ENTEBBE, Uganda: A 7-year-old Ugandan boy has become a sensation in his country as he demonstrates precocious airplane knowledge and aspiring flying skills.

Graham Shema has been interviewed on local television and his name is prefixed with “Captain” in newspapers and on social media. The German ambassador and the country’s transport minister invited him to meetings.

As a lover of math and science, the student flew three times as a trainee on a Cessna 172.

He says he wants to be a pilot and an astronaut and one day travel to Mars. “My role model is Elon Musk,” said the boy. A pilot’s white shirt and black pants hugged his tiny body.

“I like Elon Musk because I want to learn about space with him, go into space with him and also get a handshake.”

Musk founded SpaceX and the private rocket company recently launched two Americans into orbit hoping to one day send humans to Mars.

One morning at Entebbe International Airport in Uganda, his instructor asked him to explain how the engines worked in a Bombardier CRJ9000 aircraft parked on the tarmac. With his voice struggling to rise above the roar of an airplane’s running engines, Shema rattled off the answer: “The inlet pipes suck in air and inject it into the compressor, the compressor squeezes it with the fans afterwards he pushed them with the fans. It’s getting hot, “said Shema, gesturing playfully and going into detail about how an engine generates thrust.
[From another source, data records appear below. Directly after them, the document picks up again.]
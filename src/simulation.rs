/*
 * Simulation Module
 *
 * This module defines the Simulation struct that owns the boid array and
 * the per-boid centroid buffer, and exposes the public stepping and
 * read-accessor API. The struct is a plain value owned by the caller;
 * there is no global simulation state.
 */

use glam::{Vec2, Vec3};
use log::info;
use rand::rngs::StdRng;
use rand::SeedableRng;

use crate::boid::Boid;
use crate::error::ConfigError;
use crate::params::SimulationParams;
use crate::physics;
use crate::vector::SimVector;

pub type Simulation2D = Simulation<Vec2>;
pub type Simulation3D = Simulation<Vec3>;

pub struct Simulation<V: SimVector> {
    pub(crate) params: SimulationParams<V>,
    pub(crate) boids: Vec<Boid<V>>,
    // Most recent cohesion centroid per boid, for visualization. Slots
    // keep their last written value across ticks without neighbors.
    pub(crate) centroids: Vec<V>,
}

impl<V: SimVector> Simulation<V> {
    // Create a simulation with num_boids randomized agents. The seed is
    // passed explicitly so runs are reproducible.
    pub fn new(
        params: SimulationParams<V>,
        num_boids: usize,
        seed: u64,
    ) -> Result<Self, ConfigError> {
        params.validate()?;

        let mut rng = StdRng::seed_from_u64(seed);
        let boids = (0..num_boids)
            .map(|_| Boid::spawn(&mut rng, params.extent, params.max_speed))
            .collect();

        info!("initialized {}D flock of {} boids (seed {})", V::DIM, num_boids, seed);

        Ok(Self {
            params,
            boids,
            centroids: vec![V::default(); num_boids],
        })
    }

    // Re-randomize positions and velocities in place, keeping the
    // population size and parameters.
    pub fn reset(&mut self, seed: u64) {
        let mut rng = StdRng::seed_from_u64(seed);
        for boid in &mut self.boids {
            *boid = Boid::spawn(&mut rng, self.params.extent, self.params.max_speed);
        }
        for centroid in &mut self.centroids {
            *centroid = V::default();
        }
        info!("reset flock of {} boids (seed {})", self.boids.len(), seed);
    }

    // Advance the simulation by one tick. dt is the measured elapsed time
    // in seconds; it is ignored when the time step source is Fixed. A
    // zero-boid simulation steps as a legal no-op.
    pub fn step(&mut self, dt: f32) {
        physics::step(self, dt);
    }

    pub fn len(&self) -> usize {
        self.boids.len()
    }

    pub fn is_empty(&self) -> bool {
        self.boids.is_empty()
    }

    pub fn boids(&self) -> &[Boid<V>] {
        &self.boids
    }

    // Mutable access for hosts that place agents directly (e.g. tests or
    // scripted scenarios).
    pub fn boids_mut(&mut self) -> &mut [Boid<V>] {
        &mut self.boids
    }

    pub fn positions(&self) -> impl Iterator<Item = V> + '_ {
        self.boids.iter().map(|boid| boid.position)
    }

    pub fn velocities(&self) -> impl Iterator<Item = V> + '_ {
        self.boids.iter().map(|boid| boid.velocity)
    }

    pub fn centroids(&self) -> &[V] {
        &self.centroids
    }

    pub fn params(&self) -> &SimulationParams<V> {
        &self.params
    }

    // Parameter changes take effect at the start of the next tick. The
    // caller is responsible for keeping the set valid; use set_params
    // for bulk edits that should be revalidated.
    pub fn params_mut(&mut self) -> &mut SimulationParams<V> {
        &mut self.params
    }

    // Replace the whole parameter set, applying the same validation as
    // construction. On error the current parameters are kept.
    pub fn set_params(&mut self, params: SimulationParams<V>) -> Result<(), ConfigError> {
        params.validate()?;
        self.params = params;
        Ok(())
    }
}

#[cfg(test)]
mod tests {
    use super::*;

    #[test]
    fn new_rejects_degenerate_params() {
        let mut params = SimulationParams::<Vec2>::default();
        params.danger_range = 20.0;
        assert!(Simulation::new(params, 10, 0).is_err());
    }

    #[test]
    fn new_spawns_the_requested_population() {
        let sim = Simulation2D::new(SimulationParams::default(), 64, 1).unwrap();
        assert_eq!(sim.len(), 64);
        assert_eq!(sim.positions().count(), 64);
        assert_eq!(sim.centroids().len(), 64);
    }

    #[test]
    fn set_params_revalidates_and_keeps_the_old_set_on_error() {
        let mut sim = Simulation2D::new(SimulationParams::default(), 4, 0).unwrap();

        let mut bad = SimulationParams::<Vec2>::default();
        bad.min_speed = -5.0;
        bad.max_speed = -1.0;
        assert!(sim.set_params(bad).is_err());
        assert_eq!(sim.params().min_speed, 5.0);

        let mut good = SimulationParams::<Vec2>::default();
        good.max_speed = 12.0;
        assert!(sim.set_params(good).is_ok());
        assert_eq!(sim.params().max_speed, 12.0);
    }

    #[test]
    fn reset_reproduces_the_same_state_for_the_same_seed() {
        let mut sim = Simulation3D::new(SimulationParams::default(), 32, 5).unwrap();
        let initial: Vec<_> = sim.boids().to_vec();

        sim.step(0.016);
        sim.reset(5);

        assert_eq!(sim.boids(), &initial[..]);
        assert!(sim.centroids().iter().all(|c| *c == glam::Vec3::ZERO));
    }
}
/*
 * Vector Math Module
 *
 * This module abstracts over the two simulation dimensionalities. The
 * SimVector trait is implemented for glam's Vec2 and Vec3, so every rule
 * and pass in the crate is written once and works for both the 2D and
 * the 3D variant.
 *
 * It also provides the two numeric primitives the simulation is built on:
 * Euclidean distance and speed clamping.
 */

use std::fmt::Debug;
use std::ops::{Add, AddAssign, Div, Index, IndexMut, Mul, Sub};

use glam::{Vec2, Vec3};
use rand::Rng;

// A fixed-dimension f32 vector usable as a boid position or velocity.
pub trait SimVector:
    Copy
    + Default
    + Debug
    + PartialEq
    + Send
    + Sync
    + Add<Output = Self>
    + AddAssign
    + Sub<Output = Self>
    + Mul<f32, Output = Self>
    + Div<f32, Output = Self>
    + Index<usize, Output = f32>
    + IndexMut<usize>
{
    const DIM: usize;

    fn length(self) -> f32;

    fn splat(value: f32) -> Self;

    // Draw each axis uniformly from [-half_widths[axis], +half_widths[axis]).
    // An axis with a non-positive half-width stays at zero.
    fn sample_uniform(rng: &mut impl Rng, half_widths: Self) -> Self {
        let mut v = Self::default();
        for axis in 0..Self::DIM {
            let half = half_widths[axis];
            if half > 0.0 {
                v[axis] = rng.gen_range(-half..half);
            }
        }
        v
    }
}

impl SimVector for Vec2 {
    const DIM: usize = 2;

    fn length(self) -> f32 {
        Vec2::length(self)
    }

    fn splat(value: f32) -> Self {
        Vec2::splat(value)
    }
}

impl SimVector for Vec3 {
    const DIM: usize = 3;

    fn length(self) -> f32 {
        Vec3::length(self)
    }

    fn splat(value: f32) -> Self {
        Vec3::splat(value)
    }
}

// Euclidean distance between two points.
//
// Both variants use the root of the summed squared axis differences. The
// 3D variant deliberately does not reproduce the dot-product formula from
// the reference implementation, which measured something other than the
// distance between the two points.
pub fn distance<V: SimVector>(a: V, b: V) -> f32 {
    (a - b).length()
}

// Rescale a velocity whose magnitude falls outside [min_speed, max_speed].
//
// A zero velocity has no direction to rescale along and is returned
// unchanged; the next tick's forces give it one.
pub fn clamp_speed<V: SimVector>(velocity: V, min_speed: f32, max_speed: f32) -> V {
    let speed = velocity.length();

    if speed == 0.0 {
        return velocity;
    }

    if speed < min_speed {
        velocity * (min_speed / speed)
    } else if speed > max_speed {
        velocity * (max_speed / speed)
    } else {
        velocity
    }
}
/*
 * Boid Module
 *
 * This module defines the Boid struct: one agent's position and velocity.
 * Boids are created once at initialization with randomized state and are
 * never destroyed during a run; the population size is fixed.
 */

use crate::vector::SimVector;
use rand::Rng;

#[derive(Clone, Debug, PartialEq)]
pub struct Boid<V: SimVector> {
    pub position: V,
    pub velocity: V,
}

impl<V: SimVector> Boid<V> {
    pub fn new(position: V, velocity: V) -> Self {
        Self { position, velocity }
    }

    // Randomized initial state: position uniform inside the extent,
    // velocity uniform per axis in [-max_speed, +max_speed). The initial
    // speed is only bounded per axis; the first tick's speed clamp pulls
    // the magnitude into [min_speed, max_speed].
    pub fn spawn(rng: &mut impl Rng, extent: V, max_speed: f32) -> Self {
        Self {
            position: V::sample_uniform(rng, extent * 0.5),
            velocity: V::sample_uniform(rng, V::splat(max_speed)),
        }
    }

    pub fn speed(&self) -> f32 {
        self.velocity.length()
    }
}

#[cfg(test)]
mod tests {
    use super::*;
    use glam::{vec2, Vec2};
    use rand::rngs::StdRng;
    use rand::SeedableRng;

    #[test]
    fn spawn_places_boids_inside_the_extent() {
        let mut rng = StdRng::seed_from_u64(42);
        let extent = vec2(95.0, 55.0);

        for _ in 0..200 {
            let boid = Boid::<Vec2>::spawn(&mut rng, extent, 8.0);
            assert!(boid.position.x.abs() <= extent.x / 2.0);
            assert!(boid.position.y.abs() <= extent.y / 2.0);
            assert!(boid.velocity.x.abs() <= 8.0);
            assert!(boid.velocity.y.abs() <= 8.0);
        }
    }

    #[test]
    fn spawn_is_deterministic_for_a_fixed_seed() {
        let extent = vec2(95.0, 55.0);
        let a = Boid::<Vec2>::spawn(&mut StdRng::seed_from_u64(7), extent, 8.0);
        let b = Boid::<Vec2>::spawn(&mut StdRng::seed_from_u64(7), extent, 8.0);
        assert_eq!(a, b);
    }
}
Shema’s curiosity about the flight was piqued by a freak incident.

When he was 3 years old, a police helicopter fell so low it blew off the roof of his grandmother’s house on the outskirts of the Ugandan capital, Kampala, while he was playing outside.

“It triggered something in his head,” said his mother, travel agent Shamim Mwanaisha, 29. Her son began to bombard her with endless questions about how airplanes work, she said.

Last year she contacted a local aviation academy and Shema started taking home lessons in airplane parts and aviation vocabulary. After five months of course work, Mwanaisha paid for the practical flight lessons for her son.

“I felt like a bird soaring,” Shema said of his first flight. He had never flown on an airplane before.

He flew as co-pilot three times between January and March before the pandemic closed his practice.

Since then he has focused on aviation theory and delves into aviation and space exploration videos on his virtual reality viewer.